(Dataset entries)
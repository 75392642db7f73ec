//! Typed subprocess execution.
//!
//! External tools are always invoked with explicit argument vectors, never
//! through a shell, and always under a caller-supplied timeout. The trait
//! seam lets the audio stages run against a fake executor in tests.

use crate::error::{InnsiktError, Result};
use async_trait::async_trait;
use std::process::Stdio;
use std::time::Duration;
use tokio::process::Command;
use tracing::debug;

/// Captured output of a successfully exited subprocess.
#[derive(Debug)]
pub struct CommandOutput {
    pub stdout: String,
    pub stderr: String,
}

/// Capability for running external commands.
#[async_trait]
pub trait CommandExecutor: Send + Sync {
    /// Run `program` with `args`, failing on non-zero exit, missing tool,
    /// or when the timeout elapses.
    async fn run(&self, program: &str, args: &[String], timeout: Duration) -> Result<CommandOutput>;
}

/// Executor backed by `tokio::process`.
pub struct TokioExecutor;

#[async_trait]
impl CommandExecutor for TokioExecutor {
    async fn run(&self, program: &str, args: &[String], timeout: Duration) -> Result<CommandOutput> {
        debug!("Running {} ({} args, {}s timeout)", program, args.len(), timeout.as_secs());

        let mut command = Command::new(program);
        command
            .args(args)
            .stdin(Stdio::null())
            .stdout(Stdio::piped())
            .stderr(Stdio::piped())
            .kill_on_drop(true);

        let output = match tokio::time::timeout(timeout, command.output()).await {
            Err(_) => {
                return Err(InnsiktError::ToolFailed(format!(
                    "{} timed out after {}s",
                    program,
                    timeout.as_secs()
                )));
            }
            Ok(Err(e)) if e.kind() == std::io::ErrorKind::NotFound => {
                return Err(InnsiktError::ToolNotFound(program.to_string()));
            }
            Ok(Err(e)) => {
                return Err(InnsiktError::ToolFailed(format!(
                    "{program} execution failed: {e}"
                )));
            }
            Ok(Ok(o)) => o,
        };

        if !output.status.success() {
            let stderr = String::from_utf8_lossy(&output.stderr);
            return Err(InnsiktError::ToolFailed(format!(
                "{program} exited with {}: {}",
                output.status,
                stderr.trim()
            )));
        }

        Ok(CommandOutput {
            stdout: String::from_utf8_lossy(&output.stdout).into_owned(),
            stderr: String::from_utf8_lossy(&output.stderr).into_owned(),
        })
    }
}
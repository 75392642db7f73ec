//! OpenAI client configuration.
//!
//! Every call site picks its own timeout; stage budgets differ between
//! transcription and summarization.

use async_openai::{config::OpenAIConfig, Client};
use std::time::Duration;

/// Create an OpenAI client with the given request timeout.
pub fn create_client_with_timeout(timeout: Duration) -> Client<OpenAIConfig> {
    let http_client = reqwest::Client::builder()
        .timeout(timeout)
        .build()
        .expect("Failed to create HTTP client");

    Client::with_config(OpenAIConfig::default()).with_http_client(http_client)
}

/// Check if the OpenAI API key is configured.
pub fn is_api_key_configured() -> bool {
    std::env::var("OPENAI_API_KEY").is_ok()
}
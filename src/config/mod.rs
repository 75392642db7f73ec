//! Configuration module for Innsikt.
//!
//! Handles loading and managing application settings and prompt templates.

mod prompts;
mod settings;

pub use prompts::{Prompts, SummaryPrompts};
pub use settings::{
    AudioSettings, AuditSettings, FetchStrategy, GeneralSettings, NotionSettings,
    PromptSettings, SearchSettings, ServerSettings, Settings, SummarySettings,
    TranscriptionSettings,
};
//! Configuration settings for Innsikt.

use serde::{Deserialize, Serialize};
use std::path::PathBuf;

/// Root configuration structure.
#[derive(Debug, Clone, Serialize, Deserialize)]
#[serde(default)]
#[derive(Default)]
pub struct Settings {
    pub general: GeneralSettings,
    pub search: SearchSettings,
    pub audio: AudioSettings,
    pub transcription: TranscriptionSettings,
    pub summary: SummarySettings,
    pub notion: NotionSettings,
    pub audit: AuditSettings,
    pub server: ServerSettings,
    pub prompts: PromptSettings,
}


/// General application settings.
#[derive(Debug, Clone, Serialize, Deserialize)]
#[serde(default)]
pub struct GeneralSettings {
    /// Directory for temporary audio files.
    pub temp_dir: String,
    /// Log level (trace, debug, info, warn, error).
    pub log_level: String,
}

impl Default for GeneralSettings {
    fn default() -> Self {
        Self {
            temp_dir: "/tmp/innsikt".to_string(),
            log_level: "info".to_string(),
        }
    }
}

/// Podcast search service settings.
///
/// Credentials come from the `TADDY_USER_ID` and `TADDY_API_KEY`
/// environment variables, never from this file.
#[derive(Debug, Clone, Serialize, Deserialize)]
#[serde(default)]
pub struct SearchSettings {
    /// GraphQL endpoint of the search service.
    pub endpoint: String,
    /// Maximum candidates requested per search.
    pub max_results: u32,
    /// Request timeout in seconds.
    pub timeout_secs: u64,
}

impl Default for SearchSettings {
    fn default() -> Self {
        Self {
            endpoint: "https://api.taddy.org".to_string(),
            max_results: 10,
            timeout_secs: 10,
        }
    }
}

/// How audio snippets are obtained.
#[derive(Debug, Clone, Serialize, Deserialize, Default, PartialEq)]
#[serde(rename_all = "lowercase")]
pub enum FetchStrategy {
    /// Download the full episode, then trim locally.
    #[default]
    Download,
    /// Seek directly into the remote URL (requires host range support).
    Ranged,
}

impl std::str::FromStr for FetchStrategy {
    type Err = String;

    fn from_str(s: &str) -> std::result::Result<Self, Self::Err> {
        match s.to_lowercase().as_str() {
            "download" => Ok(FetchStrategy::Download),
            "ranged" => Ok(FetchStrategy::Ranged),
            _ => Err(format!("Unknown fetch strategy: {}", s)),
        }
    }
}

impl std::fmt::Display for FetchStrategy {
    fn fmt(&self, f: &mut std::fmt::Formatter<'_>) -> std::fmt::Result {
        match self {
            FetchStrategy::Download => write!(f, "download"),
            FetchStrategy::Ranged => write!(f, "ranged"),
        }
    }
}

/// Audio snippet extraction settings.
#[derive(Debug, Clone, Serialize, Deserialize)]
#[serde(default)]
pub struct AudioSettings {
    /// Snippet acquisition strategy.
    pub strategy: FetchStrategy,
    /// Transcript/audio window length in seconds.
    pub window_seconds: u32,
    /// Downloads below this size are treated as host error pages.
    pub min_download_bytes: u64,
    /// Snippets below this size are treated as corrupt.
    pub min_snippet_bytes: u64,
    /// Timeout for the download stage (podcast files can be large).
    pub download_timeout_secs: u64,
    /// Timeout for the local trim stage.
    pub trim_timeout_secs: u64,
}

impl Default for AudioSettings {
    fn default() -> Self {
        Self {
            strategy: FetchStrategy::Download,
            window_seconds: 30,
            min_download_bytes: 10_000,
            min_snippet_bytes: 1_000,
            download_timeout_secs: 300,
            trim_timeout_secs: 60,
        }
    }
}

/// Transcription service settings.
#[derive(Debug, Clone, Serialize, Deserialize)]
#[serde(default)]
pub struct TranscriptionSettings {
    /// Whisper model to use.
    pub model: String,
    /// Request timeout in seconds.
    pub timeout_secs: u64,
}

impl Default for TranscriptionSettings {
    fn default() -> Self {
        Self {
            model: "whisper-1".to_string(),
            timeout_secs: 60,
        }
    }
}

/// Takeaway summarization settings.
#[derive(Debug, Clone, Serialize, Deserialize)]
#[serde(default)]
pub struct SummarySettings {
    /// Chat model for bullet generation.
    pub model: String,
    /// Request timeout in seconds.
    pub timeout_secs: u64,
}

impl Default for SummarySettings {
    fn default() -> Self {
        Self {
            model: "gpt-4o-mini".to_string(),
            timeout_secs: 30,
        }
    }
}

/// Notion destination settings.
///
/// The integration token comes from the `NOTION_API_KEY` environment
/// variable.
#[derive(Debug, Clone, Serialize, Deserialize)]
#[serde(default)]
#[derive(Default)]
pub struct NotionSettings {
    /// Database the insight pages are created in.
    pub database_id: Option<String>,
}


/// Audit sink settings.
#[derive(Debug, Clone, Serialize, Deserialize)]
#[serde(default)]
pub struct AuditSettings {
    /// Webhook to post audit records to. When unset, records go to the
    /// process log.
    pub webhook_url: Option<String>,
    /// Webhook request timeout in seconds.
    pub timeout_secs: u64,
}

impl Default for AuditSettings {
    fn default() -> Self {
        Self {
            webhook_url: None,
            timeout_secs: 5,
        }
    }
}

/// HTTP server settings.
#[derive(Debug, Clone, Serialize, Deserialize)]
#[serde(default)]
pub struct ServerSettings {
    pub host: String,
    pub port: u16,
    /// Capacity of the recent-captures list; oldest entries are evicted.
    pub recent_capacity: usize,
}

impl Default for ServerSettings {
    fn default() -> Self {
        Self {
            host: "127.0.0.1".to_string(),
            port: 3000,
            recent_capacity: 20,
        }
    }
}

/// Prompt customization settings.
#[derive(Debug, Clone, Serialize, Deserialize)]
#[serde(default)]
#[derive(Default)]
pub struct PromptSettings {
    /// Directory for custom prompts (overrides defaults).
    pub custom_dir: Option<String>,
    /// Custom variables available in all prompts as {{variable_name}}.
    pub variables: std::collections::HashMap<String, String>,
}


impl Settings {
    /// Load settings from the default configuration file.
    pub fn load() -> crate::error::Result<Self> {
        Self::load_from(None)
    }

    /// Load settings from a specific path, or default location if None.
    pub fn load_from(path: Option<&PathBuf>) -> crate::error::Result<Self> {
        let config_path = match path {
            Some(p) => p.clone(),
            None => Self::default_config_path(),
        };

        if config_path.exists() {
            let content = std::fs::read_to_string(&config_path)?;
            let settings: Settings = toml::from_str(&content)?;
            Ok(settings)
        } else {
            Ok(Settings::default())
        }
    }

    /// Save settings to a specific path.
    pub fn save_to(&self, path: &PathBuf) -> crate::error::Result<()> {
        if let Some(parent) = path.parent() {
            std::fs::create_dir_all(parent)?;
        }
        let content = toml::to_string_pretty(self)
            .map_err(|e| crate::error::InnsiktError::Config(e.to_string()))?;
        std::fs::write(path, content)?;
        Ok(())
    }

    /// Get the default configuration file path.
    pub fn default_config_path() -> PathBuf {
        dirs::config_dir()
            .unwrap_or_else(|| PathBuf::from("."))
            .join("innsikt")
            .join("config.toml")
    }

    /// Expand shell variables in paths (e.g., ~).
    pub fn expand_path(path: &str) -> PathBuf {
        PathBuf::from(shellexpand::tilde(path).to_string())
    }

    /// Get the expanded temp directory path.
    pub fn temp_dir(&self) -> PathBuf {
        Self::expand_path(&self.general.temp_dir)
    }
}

▸ WORK REQUIRED
Copy each line above that contains the string "variables".

▸ OUTPUT
/// environment variables, never from this file.
    /// Custom variables available in all prompts as {{variable_name}}.
    pub variables: std::collections::HashMap<String, String>,
    /// Expand shell variables in paths (e.g., ~).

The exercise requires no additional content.